New services were observable by default. Dashboards worked immediately because semantics were consistent. Teams didn’t need to learn vendor-specific tooling to be successful, the platform handled the hard parts once and reused the pattern everywhere.
That’s the difference between an observability “program” and an observability capability.
Performance outcomes: how this enabled a 4× TPS story
OpenTelemetry didn’t magically improve throughput. What it did was make performance work repeatable.
With consistent spans, we could identify real latency contributors across services instead of arguing about measurement.
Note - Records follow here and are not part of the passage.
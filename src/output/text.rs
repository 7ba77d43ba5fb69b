//! Indented text output
//!
//! One line per node: the indent unit repeated `depth` times, then the bare
//! name. Nodes with children are drawn blue and bold when color is on.

use std::io::{self, Write};

use termcolor::{BufferedStandardStream, Color, ColorChoice, ColorSpec, NoColor, WriteColor};

use crate::error::{Error, Result};
use crate::tree::{PathTree, Visit};

use super::config::OutputConfig;

/// Renders a sorted [`PathTree`] as indented lines.
pub struct TextRenderer {
    config: OutputConfig,
}

impl TextRenderer {
    pub fn new(config: OutputConfig) -> Self {
        Self { config }
    }

    /// Write every node to `out`, stopping at the first failed write.
    pub fn render<W: WriteColor>(&self, tree: &PathTree, out: &mut W) -> Result<()> {
        tree.walk_depth(|visit| self.write_node(out, visit))
            .map_err(Error::Render)
    }

    /// Render to a plain string.
    pub fn format(&self, tree: &PathTree) -> String {
        let mut out = NoColor::new(Vec::new());
        self.render(tree, &mut out)
            .expect("writing to a Vec cannot fail");
        String::from_utf8_lossy(&out.into_inner()).into_owned()
    }

    /// Render to stdout.
    ///
    /// Color is written whenever `use_color` is set; terminal detection is
    /// left to the caller.
    pub fn print(&self, tree: &PathTree) -> Result<()> {
        let choice = if self.config.use_color {
            ColorChoice::Always
        } else {
            ColorChoice::Never
        };
        let mut stdout = BufferedStandardStream::stdout(choice);
        self.render(tree, &mut stdout)?;
        stdout.flush().map_err(Error::Render)
    }

    fn write_node<W: WriteColor>(&self, out: &mut W, visit: Visit<'_>) -> io::Result<()> {
        for _ in 0..visit.depth {
            out.write_all(self.config.indent.as_bytes())?;
        }
        if self.config.use_color && !visit.is_leaf {
            out.set_color(ColorSpec::new().set_fg(Some(Color::Blue)).set_bold(true))?;
            write!(out, "{}", visit.name)?;
            out.reset()?;
            writeln!(out)
        } else {
            writeln!(out, "{}", visit.name)
        }
    }
}
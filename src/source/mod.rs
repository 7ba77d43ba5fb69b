//! Path sources
//!
//! Each adapter enumerates the raw entry paths of one kind of input and feeds
//! them to a [`PathSink`]:
//!
//! - `dir` - recursive filesystem walk
//! - `zipfile` - zip central directory
//! - `gzip` - tarball entries or a single gzip member
//! - `format` - maps format tokens and file extensions to an adapter

mod dir;
mod format;
mod gzip;
mod zipfile;

use std::path::Path;

use crate::error::Result;
use crate::tree::PathSink;

pub use dir::read_dir_tree;
pub use format::Format;
pub use gzip::read_gzip_entries;
pub use zipfile::read_zip_entries;

/// Enumerate `path` with the adapter for `format`.
pub fn read_source<S: PathSink>(format: Format, path: &Path, sink: &mut S) -> Result<()> {
    match format {
        Format::Dir => read_dir_tree(path, sink),
        Format::Zip => read_zip_entries(path, sink),
        Format::Gzip => read_gzip_entries(path, sink),
    }
}
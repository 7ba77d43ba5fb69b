//! Test utilities for building temporary inputs.
//!
//! This module is only compiled for tests and benchmarks.

use std::fs::{self, File};
use std::io::Write;
use std::path::{Path, PathBuf};

use flate2::write::GzEncoder;
use flate2::{Compression, GzBuilder};
use tempfile::TempDir;
use zip::write::SimpleFileOptions;
use zip::{CompressionMethod, ZipWriter};

/// A temporary directory for building test inputs.
///
/// Entry lists use `/` separators; a trailing `/` marks a directory.
/// Everything is removed when the value is dropped.
pub struct TestDir {
    dir: TempDir,
}

impl TestDir {
    pub fn new() -> Self {
        let dir = TempDir::new().expect("Failed to create temp dir");
        Self { dir }
    }

    pub fn path(&self) -> &Path {
        self.dir.path()
    }

    /// Create a file, and its parent directories as needed.
    pub fn add_file(&self, path: &str, content: &str) -> PathBuf {
        let full_path = self.dir.path().join(path);
        if let Some(parent) = full_path.parent() {
            fs::create_dir_all(parent).expect("Failed to create parent dirs");
        }
        fs::write(&full_path, content).expect("Failed to write file");
        full_path
    }

    pub fn add_dir(&self, path: &str) -> PathBuf {
        let full_path = self.dir.path().join(path);
        fs::create_dir_all(&full_path).expect("Failed to create dir");
        full_path
    }

    /// Create each entry on disk.
    pub fn add_entries(&self, entries: &[&str]) {
        for entry in entries {
            match entry.strip_suffix('/') {
                Some(dir) => {
                    self.add_dir(dir);
                }
                None => {
                    self.add_file(entry, "");
                }
            }
        }
    }

    /// Write a zip archive holding `entries`.
    pub fn add_zip(&self, name: &str, entries: &[&str]) -> PathBuf {
        let full_path = self.dir.path().join(name);
        let file = File::create(&full_path).expect("Failed to create zip");
        let mut writer = ZipWriter::new(file);
        let options = SimpleFileOptions::default().compression_method(CompressionMethod::Stored);
        for entry in entries {
            match entry.strip_suffix('/') {
                Some(dir) => writer
                    .add_directory(dir, options)
                    .expect("Failed to add zip dir"),
                None => {
                    writer.start_file(*entry, options).expect("Failed to add zip file");
                    writer.write_all(entry.as_bytes()).expect("Failed to write zip file");
                }
            }
        }
        writer.finish().expect("Failed to finish zip");
        full_path
    }

    /// Write a gzip-compressed tarball holding `entries`.
    pub fn add_tar_gz(&self, name: &str, entries: &[&str]) -> PathBuf {
        let full_path = self.dir.path().join(name);
        let file = File::create(&full_path).expect("Failed to create tarball");
        let mut builder = tar::Builder::new(GzEncoder::new(file, Compression::default()));
        for entry in entries {
            let mut header = tar::Header::new_ustar();
            if entry.ends_with('/') {
                header.set_entry_type(tar::EntryType::Directory);
                header.set_mode(0o755);
                header.set_size(0);
                builder
                    .append_data(&mut header, entry, std::io::empty())
                    .expect("Failed to add tar dir");
            } else {
                header.set_mode(0o644);
                header.set_size(entry.len() as u64);
                builder
                    .append_data(&mut header, entry, entry.as_bytes())
                    .expect("Failed to add tar file");
            }
        }
        builder
            .into_inner()
            .and_then(|gz| gz.finish())
            .expect("Failed to finish tarball");
        full_path
    }

    /// Write a single-member gzip file, optionally recording `member` in its header.
    pub fn add_gz(&self, name: &str, member: Option<&str>, content: &str) -> PathBuf {
        let full_path = self.dir.path().join(name);
        let file = File::create(&full_path).expect("Failed to create gzip");
        let mut builder = GzBuilder::new();
        if let Some(member) = member {
            builder = builder.filename(member);
        }
        let mut encoder = builder.write(file, Compression::default());
        encoder
            .write_all(content.as_bytes())
            .expect("Failed to write gzip");
        encoder.finish().expect("Failed to finish gzip");
        full_path
    }
}

impl Default for TestDir {
    fn default() -> Self {
        Self::new()
    }
}
//! Path tree construction and traversal
//!
//! Raw path strings are normalized into segments (`path`), inserted into a
//! prefix-compressed tree (`node`), and fed in by source adapters through the
//! `PathSink` trait (`builder`).

mod builder;
mod node;
mod path;

pub use builder::{PathSink, TreeBuilder};
pub use node::{PathTree, TreeNode, Visit};
pub use path::segments;
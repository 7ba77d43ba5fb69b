//! Error types

use std::io;
use std::path::PathBuf;

use thiserror::Error;

pub type Result<T, E = Error> = std::result::Result<T, E>;

/// Failure while listing or printing one input.
#[derive(Debug, Error)]
pub enum Error {
    /// The format token has no adapter.
    #[error("unsupported format: {0}")]
    UnsupportedFormat(String),

    /// The adapter could not open or enumerate its source.
    #[error("cannot read '{}': {source}", path.display())]
    SourceRead {
        path: PathBuf,
        #[source]
        source: SourceError,
    },

    /// The output sink rejected a write.
    #[error("error writing output: {0}")]
    Render(#[source] io::Error),
}

impl Error {
    pub fn source_read(path: impl Into<PathBuf>, source: impl Into<SourceError>) -> Self {
        Self::SourceRead {
            path: path.into(),
            source: source.into(),
        }
    }
}

/// Underlying cause of [`Error::SourceRead`].
#[derive(Debug, Error)]
pub enum SourceError {
    #[error(transparent)]
    Io(#[from] io::Error),

    #[error(transparent)]
    Walk(#[from] ignore::Error),

    #[error(transparent)]
    Zip(#[from] zip::result::ZipError),
}
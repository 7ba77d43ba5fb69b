//! Directory adapter

use std::path::Path;

use ignore::WalkBuilder;
use tracing::debug;

use crate::error::{Error, Result};
use crate::tree::PathSink;

/// Feed the root and every file and directory below it to `sink`.
///
/// Paths are passed as the walker yields them, i.e. prefixed with `root` as
/// given. Symlinks are listed but not followed, and no ignore files apply.
pub fn read_dir_tree<S: PathSink>(root: &Path, sink: &mut S) -> Result<()> {
    let walker = WalkBuilder::new(root)
        .standard_filters(false)
        .follow_links(false)
        .build();

    let mut count = 0usize;
    for result in walker {
        let entry = result.map_err(|e| Error::source_read(root, e))?;
        sink.add_path(&entry.path().to_string_lossy());
        count += 1;
    }
    debug!(root = %root.display(), entries = count, "walked directory");
    Ok(())
}
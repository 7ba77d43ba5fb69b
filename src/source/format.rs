//! Input format selection

use std::fmt;
use std::path::Path;

use crate::error::{Error, Result};

/// Which adapter reads an input.
#[derive(Debug, Clone, Copy, PartialEq, Eq)]
pub enum Format {
    Dir,
    Zip,
    Gzip,
}

/// Format tokens accepted by `-f` and matched against file extensions.
const FORMAT_TABLE: &[(&str, Format)] = &[
    ("zip", Format::Zip),
    ("apk", Format::Zip),
    ("docx", Format::Zip),
    ("xlsx", Format::Zip),
    ("ppsx", Format::Zip),
    ("pptx", Format::Zip),
    ("thmx", Format::Zip),
    ("pk3", Format::Zip),
    ("pk4", Format::Zip),
    ("usdz", Format::Zip),
    ("xpi", Format::Zip),
    ("mgz", Format::Zip),
    ("smzip", Format::Zip),
    ("gzip", Format::Gzip),
    ("gz", Format::Gzip),
    ("tgz", Format::Gzip),
    ("gnumeric", Format::Gzip),
    ("adz", Format::Gzip),
    ("maf", Format::Gzip),
    ("dir", Format::Dir),
];

impl Format {
    /// Look up a format token. Tokens are case-insensitive.
    pub fn from_token(token: &str) -> Result<Self> {
        let lower = token.trim().to_ascii_lowercase();
        FORMAT_TABLE
            .iter()
            .find(|(t, _)| *t == lower)
            .map(|(_, f)| *f)
            .ok_or_else(|| Error::UnsupportedFormat(token.to_string()))
    }

    /// Infer the format of an input path.
    ///
    /// Existing directories and extensionless paths are read as directories;
    /// anything else is looked up by extension.
    pub fn infer(path: &Path) -> Result<Self> {
        if path.is_dir() {
            return Ok(Format::Dir);
        }
        match path.extension().map(|e| e.to_string_lossy()) {
            None => Ok(Format::Dir),
            Some(ext) if ext.trim().is_empty() => Ok(Format::Dir),
            Some(ext) => Self::from_token(&ext),
        }
    }

    /// Use `explicit` when given, otherwise infer from the path.
    pub fn select(explicit: Option<&str>, path: &Path) -> Result<Self> {
        match explicit {
            Some(token) => Self::from_token(token),
            None => Self::infer(path),
        }
    }

    pub fn as_str(&self) -> &'static str {
        match self {
            Format::Dir => "dir",
            Format::Zip => "zip",
            Format::Gzip => "gzip",
        }
    }
}

impl fmt::Display for Format {
    fn fmt(&self, f: &mut fmt::Formatter<'_>) -> fmt::Result {
        f.write_str(self.as_str())
    }
}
With correlated logs, we reduced guesswork during investigations. With standardized metrics, we could compare before/after changes credibly across teams. Because the telemetry contract was stable, performance testing became far more self-service, teams could run tests and interpret results without platform hand-holding.
Observability stopped being reactive and became a performance multiplier, supporting work that contributed to a 4× TPS improvement in key workloads.
Three quotable truths
- If observability isn’t standardized, it isn’t scalable.
- Cost control isn’t finance work - it’s platform design.
- Vendor lock-in is usually written in code, not signed in procurement.
When observability becomes self-service and standardized, teams stop asking “How do I instrument this?” and start asking the only question that matters:
“What should we improve next?”
Disclaimer: Views expressed are as of the date indicated and may change. Unless otherwise noted, the opinions provided are those of the author, and not necessarily those of Fidelity Investments.